What is expected » Your reply should be the complete data, reproduced exactly.
---*---
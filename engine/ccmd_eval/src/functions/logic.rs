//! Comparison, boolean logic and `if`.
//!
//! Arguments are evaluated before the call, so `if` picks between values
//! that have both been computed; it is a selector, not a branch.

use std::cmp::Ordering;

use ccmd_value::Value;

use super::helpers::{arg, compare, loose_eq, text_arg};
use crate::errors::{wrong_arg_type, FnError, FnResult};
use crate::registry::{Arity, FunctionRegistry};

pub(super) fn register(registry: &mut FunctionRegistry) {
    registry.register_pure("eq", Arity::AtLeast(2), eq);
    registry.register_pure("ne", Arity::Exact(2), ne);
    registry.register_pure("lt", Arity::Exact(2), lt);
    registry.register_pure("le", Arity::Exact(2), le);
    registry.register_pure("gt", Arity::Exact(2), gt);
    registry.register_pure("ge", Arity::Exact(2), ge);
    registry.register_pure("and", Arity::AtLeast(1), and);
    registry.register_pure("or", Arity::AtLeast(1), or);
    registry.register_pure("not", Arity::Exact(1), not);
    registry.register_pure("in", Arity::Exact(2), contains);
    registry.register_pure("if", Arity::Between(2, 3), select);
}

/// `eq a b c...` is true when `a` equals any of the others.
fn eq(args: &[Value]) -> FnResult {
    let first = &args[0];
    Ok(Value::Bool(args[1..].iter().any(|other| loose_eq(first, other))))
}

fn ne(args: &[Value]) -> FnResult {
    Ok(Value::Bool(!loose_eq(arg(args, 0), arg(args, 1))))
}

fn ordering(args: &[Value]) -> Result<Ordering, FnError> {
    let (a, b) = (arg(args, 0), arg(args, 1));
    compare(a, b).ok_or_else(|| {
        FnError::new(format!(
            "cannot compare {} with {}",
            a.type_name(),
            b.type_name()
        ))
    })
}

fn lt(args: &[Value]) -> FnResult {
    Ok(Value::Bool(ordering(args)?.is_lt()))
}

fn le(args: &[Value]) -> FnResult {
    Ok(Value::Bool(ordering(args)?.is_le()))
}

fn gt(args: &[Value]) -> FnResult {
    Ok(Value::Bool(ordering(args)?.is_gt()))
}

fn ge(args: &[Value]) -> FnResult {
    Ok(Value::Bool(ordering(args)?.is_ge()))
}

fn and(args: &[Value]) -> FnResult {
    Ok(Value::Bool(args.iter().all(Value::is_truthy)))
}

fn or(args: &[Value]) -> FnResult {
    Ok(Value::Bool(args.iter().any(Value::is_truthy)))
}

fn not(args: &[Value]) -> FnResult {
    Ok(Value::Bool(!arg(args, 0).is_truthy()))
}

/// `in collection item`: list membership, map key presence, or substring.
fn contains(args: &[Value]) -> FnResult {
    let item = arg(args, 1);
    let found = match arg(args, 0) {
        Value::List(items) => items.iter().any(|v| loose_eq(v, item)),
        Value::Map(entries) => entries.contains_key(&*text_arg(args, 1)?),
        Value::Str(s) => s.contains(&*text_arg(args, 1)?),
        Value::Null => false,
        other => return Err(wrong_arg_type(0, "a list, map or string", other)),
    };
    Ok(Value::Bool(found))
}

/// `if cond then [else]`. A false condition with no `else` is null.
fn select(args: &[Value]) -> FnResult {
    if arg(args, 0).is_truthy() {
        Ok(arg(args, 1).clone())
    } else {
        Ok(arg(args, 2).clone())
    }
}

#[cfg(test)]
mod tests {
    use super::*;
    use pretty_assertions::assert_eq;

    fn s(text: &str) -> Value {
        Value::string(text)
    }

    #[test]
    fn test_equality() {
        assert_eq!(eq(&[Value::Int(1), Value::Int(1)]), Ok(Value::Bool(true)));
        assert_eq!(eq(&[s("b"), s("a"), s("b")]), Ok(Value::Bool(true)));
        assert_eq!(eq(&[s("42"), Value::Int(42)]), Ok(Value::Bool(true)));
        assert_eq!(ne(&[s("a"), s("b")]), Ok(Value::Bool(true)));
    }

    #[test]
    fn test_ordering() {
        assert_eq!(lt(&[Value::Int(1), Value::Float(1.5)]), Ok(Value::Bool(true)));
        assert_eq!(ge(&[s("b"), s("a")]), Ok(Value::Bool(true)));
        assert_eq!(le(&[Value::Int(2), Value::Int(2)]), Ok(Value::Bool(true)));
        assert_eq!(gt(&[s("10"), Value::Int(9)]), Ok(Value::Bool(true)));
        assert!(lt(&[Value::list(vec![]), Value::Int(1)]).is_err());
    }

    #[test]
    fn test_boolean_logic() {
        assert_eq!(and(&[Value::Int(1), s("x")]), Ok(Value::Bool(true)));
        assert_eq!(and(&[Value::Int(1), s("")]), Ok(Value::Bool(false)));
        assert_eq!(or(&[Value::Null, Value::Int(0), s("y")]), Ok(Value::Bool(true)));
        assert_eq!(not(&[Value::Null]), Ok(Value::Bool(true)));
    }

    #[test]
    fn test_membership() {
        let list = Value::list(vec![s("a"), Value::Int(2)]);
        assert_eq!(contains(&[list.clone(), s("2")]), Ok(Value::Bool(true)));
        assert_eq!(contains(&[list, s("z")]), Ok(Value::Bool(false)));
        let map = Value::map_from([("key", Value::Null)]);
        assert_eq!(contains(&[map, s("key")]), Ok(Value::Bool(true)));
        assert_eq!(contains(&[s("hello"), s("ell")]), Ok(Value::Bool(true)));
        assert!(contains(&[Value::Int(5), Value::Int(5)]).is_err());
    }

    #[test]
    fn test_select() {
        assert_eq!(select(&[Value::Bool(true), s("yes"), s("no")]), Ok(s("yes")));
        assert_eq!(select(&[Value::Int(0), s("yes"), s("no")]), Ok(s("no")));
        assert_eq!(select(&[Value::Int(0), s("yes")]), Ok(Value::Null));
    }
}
---*---
Answer to this exercise »
filename engine/ccmd_eval/src/functions/logic.rs
//! Comparison, boolean logic and `if`.
//!
//! Arguments are evaluated before the call, so `if` picks between values
//! that have both been computed; it is a selector, not a branch.

use std::cmp::Ordering;

use ccmd_value::Value;

use super::helpers::{arg, compare, loose_eq, text_arg};
use crate::errors::{wrong_arg_type, FnError, FnResult};
use crate::registry::{Arity, FunctionRegistry};

pub(super) fn register(registry: &mut FunctionRegistry) {
    registry.register_pure("eq", Arity::AtLeast(2), eq);
    registry.register_pure("ne", Arity::Exact(2), ne);
    registry.register_pure("lt", Arity::Exact(2), lt);
    registry.register_pure("le", Arity::Exact(2), le);
    registry.register_pure("gt", Arity::Exact(2), gt);
    registry.register_pure("ge", Arity::Exact(2), ge);
    registry.register_pure("and", Arity::AtLeast(1), and);
    registry.register_pure("or", Arity::AtLeast(1), or);
    registry.register_pure("not", Arity::Exact(1), not);
    registry.register_pure("in", Arity::Exact(2), contains);
    registry.register_pure("if", Arity::Between(2, 3), select);
}

/// `eq a b c...` is true when `a` equals any of the others.
fn eq(args: &[Value]) -> FnResult {
    let first = &args[0];
    Ok(Value::Bool(args[1..].iter().any(|other| loose_eq(first, other))))
}

fn ne(args: &[Value]) -> FnResult {
    Ok(Value::Bool(!loose_eq(arg(args, 0), arg(args, 1))))
}

fn ordering(args: &[Value]) -> Result<Ordering, FnError> {
    let (a, b) = (arg(args, 0), arg(args, 1));
    compare(a, b).ok_or_else(|| {
        FnError::new(format!(
            "cannot compare {} with {}",
            a.type_name(),
            b.type_name()
        ))
    })
}

fn lt(args: &[Value]) -> FnResult {
    Ok(Value::Bool(ordering(args)?.is_lt()))
}

fn le(args: &[Value]) -> FnResult {
    Ok(Value::Bool(ordering(args)?.is_le()))
}

fn gt(args: &[Value]) -> FnResult {
    Ok(Value::Bool(ordering(args)?.is_gt()))
}

fn ge(args: &[Value]) -> FnResult {
    Ok(Value::Bool(ordering(args)?.is_ge()))
}

fn and(args: &[Value]) -> FnResult {
    Ok(Value::Bool(args.iter().all(Value::is_truthy)))
}

fn or(args: &[Value]) -> FnResult {
    Ok(Value::Bool(args.iter().any(Value::is_truthy)))
}

fn not(args: &[Value]) -> FnResult {
    Ok(Value::Bool(!arg(args, 0).is_truthy()))
}

/// `in collection item`: list membership, map key presence, or substring.
fn contains(args: &[Value]) -> FnResult {
    let item = arg(args, 1);
    let found = match arg(args, 0) {
        Value::List(items) => items.iter().any(|v| loose_eq(v, item)),
        Value::Map(entries) => entries.contains_key(&*text_arg(args, 1)?),
        Value::Str(s) => s.contains(&*text_arg(args, 1)?),
        Value::Null => false,
        other => return Err(wrong_arg_type(0, "a list, map or string", other)),
    };
    Ok(Value::Bool(found))
}

/// `if cond then [else]`. A false condition with no `else` is null.
fn select(args: &[Value]) -> FnResult {
    if arg(args, 0).is_truthy() {
        Ok(arg(args, 1).clone())
    } else {
        Ok(arg(args, 2).clone())
    }
}

#[cfg(test)]
mod tests {
    use super::*;
    use pretty_assertions::assert_eq;

    fn s(text: &str) -> Value {
        Value::string(text)
    }

    #[test]
    fn test_equality() {
        assert_eq!(eq(&[Value::Int(1), Value::Int(1)]), Ok(Value::Bool(true)));
        assert_eq!(eq(&[s("b"), s("a"), s("b")]), Ok(Value::Bool(true)));
        assert_eq!(eq(&[s("42"), Value::Int(42)]), Ok(Value::Bool(true)));
        assert_eq!(ne(&[s("a"), s("b")]), Ok(Value::Bool(true)));
    }

    #[test]
    fn test_ordering() {
        assert_eq!(lt(&[Value::Int(1), Value::Float(1.5)]), Ok(Value::Bool(true)));
        assert_eq!(ge(&[s("b"), s("a")]), Ok(Value::Bool(true)));
        assert_eq!(le(&[Value::Int(2), Value::Int(2)]), Ok(Value::Bool(true)));
        assert_eq!(gt(&[s("10"), Value::Int(9)]), Ok(Value::Bool(true)));
        assert!(lt(&[Value::list(vec![]), Value::Int(1)]).is_err());
    }

    #[test]
    fn test_boolean_logic() {
        assert_eq!(and(&[Value::Int(1), s("x")]), Ok(Value::Bool(true)));
        assert_eq!(and(&[Value::Int(1), s("")]), Ok(Value::Bool(false)));
        assert_eq!(or(&[Value::Null, Value::Int(0), s("y")]), Ok(Value::Bool(true)));
        assert_eq!(not(&[Value::Null]), Ok(Value::Bool(true)));
    }

    #[test]
    fn test_membership() {
        let list = Value::list(vec![s("a"), Value::Int(2)]);
        assert_eq!(contains(&[list.clone(), s("2")]), Ok(Value::Bool(true)));
        assert_eq!(contains(&[list, s("z")]), Ok(Value::Bool(false)));
        let map = Value::map_from([("key", Value::Null)]);
        assert_eq!(contains(&[map, s("key")]), Ok(Value::Bool(true)));
        assert_eq!(contains(&[s("hello"), s("ell")]), Ok(Value::Bool(true)));
        assert!(contains(&[Value::Int(5), Value::Int(5)]).is_err());
    }

    #[test]
    fn test_select() {
        assert_eq!(select(&[Value::Bool(true), s("yes"), s("no")]), Ok(s("yes")));
        assert_eq!(select(&[Value::Int(0), s("yes"), s("no")]), Ok(s("no")));
        assert_eq!(select(&[Value::Int(0), s("yes")]), Ok(Value::Null));
    }
}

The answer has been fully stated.